Linux kernel: fixes CVE-2026-31431 ("Copy Fail"). In earlier releases this only affected users on the starfive target and users who had installed kmod-crypto-user.
mbedtls: update to 3.6.6 (multiple CVE fixes)
OpenSSL: update to 3.5.6 (multiple CVE fixes)
wolfSSL: update to 5.9.1 (multiple CVE fixes)
Flint 2 seems to be falling further and further behind current OpenWRT.
When will GL6000 OpenWRT 24 users get GL-inet firmware newer than November 2025?
They said it’s in the pipeline but not high priority atm. I personally used op25.12 vanilla and it was quite stable.
Flint 3 is still on OpenWrt 23.5, it’s concerning. They are pumping out new hardware left and right while the software is lagging waaaaay behind.
…is not compatible with vanilla Openwrt as downloadable from the openwrt website.
At least with Flint 2, if GL-inet firmware ceases to be updated for it, we can just go full openwrt.
Which would be a loss, as I like the improved usability of GL-inet’s firmware interface.
That’s the concerning part.
Openwrt 25.12.4 now out:
dnsmasq: backport six upstream CVE-fix patches to dnsmasq 2.91:
CVE-2026-2291: heap buffer overflow in DNS domain-name
handling.CVE-2026-4890 / CVE-2026-4891: DNSSEC crashes via crafted NSEC
bitmaps / RRSIG packets.CVE-2026-4892: buffer overflow on large DHCPv6
CLIDs (only with --dhcp-script).CVE-2026-4893: broken EDNS Client Subnet validation.CVE-2026-5172: buffer overflow in extract_addresses() on crafted resource records.

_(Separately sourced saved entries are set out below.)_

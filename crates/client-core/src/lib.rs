//! Data-access and presentation-state core of the workouts client.
//!
//! Requests run through [`RequestExecutor`], which classifies every outcome
//! into an [`Either`] of [`NetworkError`] or data. Results are folded into a
//! [`PresentationState`] published on a replaying [`StateHolder`], and UI
//! code consumes them inside a [`Lifecycle`] window.

/// Async state slot with replay-1 subscriptions.
pub mod channel;
/// Repository traits and use cases.
pub mod domain;
/// Two-variant result type used across the request pipeline.
pub mod either;
/// Mapping from presentation states to view effects.
pub mod effects;
/// Stable error taxonomy.
pub mod error;
/// Request executor and local stream helpers.
pub mod executor;
/// Lifecycle-scoped state observation.
pub mod lifecycle;
/// Presentation state model.
pub mod state;
/// Publishing of request results into a state holder.
pub mod state_machine;
/// Transport response contract.
pub mod transport;
/// Domain models.
pub mod types;

pub use channel::{StateHolder, StateObserver, StateSubscription};
pub use domain::{
    GetVideoByIdUseCase, GetWorkoutListUseCase, ObserveSavedWorkoutsUseCase,
    SavedWorkoutRepository, VideoRepository, WorkoutRepository,
};
pub use effects::{
    ViewEffect, consumer_failure, content_visible, effects_for,
    loading_indicator_visible, surface_error,
};
pub use either::Either;
pub use error::{
    AppError, NetworkError, SERVER_ERROR_FALLBACK, UNEXPECTED_ERROR_FALLBACK,
    UNKNOWN_ERROR_MESSAGE, UnknownAppError,
};
pub use executor::{
    DataMapper, LocalStream, RemoteStream, RequestExecutor, classify_response, local_request,
    local_request_for_list, local_request_without_mapping,
};
pub use lifecycle::{
    DEFAULT_MIN_VISIBILITY, Lifecycle, ObservationHandle, StateCallbacks, Visibility,
    collect_while_active, observe_while_active,
};
pub use state::PresentationState;
pub use state_machine::{InFlightPolicy, PresentationStateMachine, run_and_publish};
pub use transport::{ByteStream, ErrorBody, IntoByteStream, TransportResponse};
pub use types::{Video, Workout};
use std::io;

use client_core::{ByteStream, ErrorBody, TransportResponse};
use futures::{StreamExt, TryStreamExt};
use reqwest::{Client, Response};
use serde::de::DeserializeOwned;
use thiserror::Error;
use tracing::debug;
use url::Url;

use crate::config::{ClientBuildError, HttpClientConfig};

/// Failures raised before a response could be handed to the executor.
#[derive(Debug, Error)]
pub enum TransportError {
    #[error("invalid request url `{path}`: {source}")]
    InvalidUrl {
        path: String,
        #[source]
        source: url::ParseError,
    },
    #[error("http request failed: {0}")]
    Http(#[from] reqwest::Error),
    #[error("failed to decode response body: {0}")]
    Decode(#[from] serde_json::Error),
}

/// Shared `reqwest` client bound to one API root.
#[derive(Debug, Clone)]
pub struct HttpTransport {
    http: Client,
    base_url: Url,
}

impl HttpTransport {
    pub fn new(config: &HttpClientConfig) -> Result<Self, ClientBuildError> {
        let base_url = config.normalized_base_url()?;
        let http = Client::builder()
            .timeout(config.request_timeout)
            .build()?;
        Ok(Self { http, base_url })
    }

    pub fn base_url(&self) -> &Url {
        &self.base_url
    }

    pub fn endpoint(&self, path: &str) -> Result<Url, TransportError> {
        self.base_url
            .join(path)
            .map_err(|source| TransportError::InvalidUrl {
                path: path.to_owned(),
                source,
            })
    }

    /// `GET` a JSON endpoint.
    ///
    /// An empty or `null` body on a successful response is reported as a
    /// missing body rather than a decode error.
    pub async fn get_json<T: DeserializeOwned>(
        &self,
        path: &str,
        query: &[(&str, String)],
    ) -> Result<TransportResponse<T>, TransportError> {
        let url = self.endpoint(path)?;
        debug!(%url, "GET json");
        let response = self.http.get(url).query(query).send().await?;
        let code = response.status().as_u16();

        if !response.status().is_success() {
            return Ok(failure_response(response).await);
        }

        let bytes = response.bytes().await?;
        if bytes.iter().all(u8::is_ascii_whitespace) {
            return Ok(TransportResponse::success(code, None));
        }
        let body = serde_json::from_slice::<Option<T>>(&bytes)?;
        Ok(TransportResponse::success(code, body))
    }

    /// `GET` an absolute URL and hand its body over as a byte stream.
    pub async fn get_bytes(&self, url: Url) -> Result<TransportResponse<ByteStream>, TransportError> {
        debug!(%url, "GET bytes");
        let response = self.http.get(url).send().await?;
        let code = response.status().as_u16();

        if !response.status().is_success() {
            return Ok(failure_response(response).await);
        }
        if response.content_length() == Some(0) {
            return Ok(TransportResponse::success(code, None));
        }

        let body = response.bytes_stream().map_err(io::Error::other).boxed();
        Ok(TransportResponse::success(code, Some(body)))
    }
}

async fn failure_response<T>(response: Response) -> TransportResponse<T> {
    let status = response.status();
    let status_message = status.canonical_reason().map(str::to_owned);
    let error_body = match response.text().await {
        Ok(text) => ErrorBody::Text(text),
        Err(err) => ErrorBody::Unreadable(err.to_string()),
    };
    debug!(code = status.as_u16(), "request failed with status");
    TransportResponse::failure(status.as_u16(), error_body, status_message)
}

Linux kernel: CVE-2026-43284 ("Dirty Frag") — local privilege escalation via the IPsec ESP path. Only relevant on devices with kmod-ipsec / esp4/esp6 loaded. Fixed via the 6.12.87 kernel update.
These were considered critical enough for a new point update from OpenWRT
Hope this is not the case with future releases.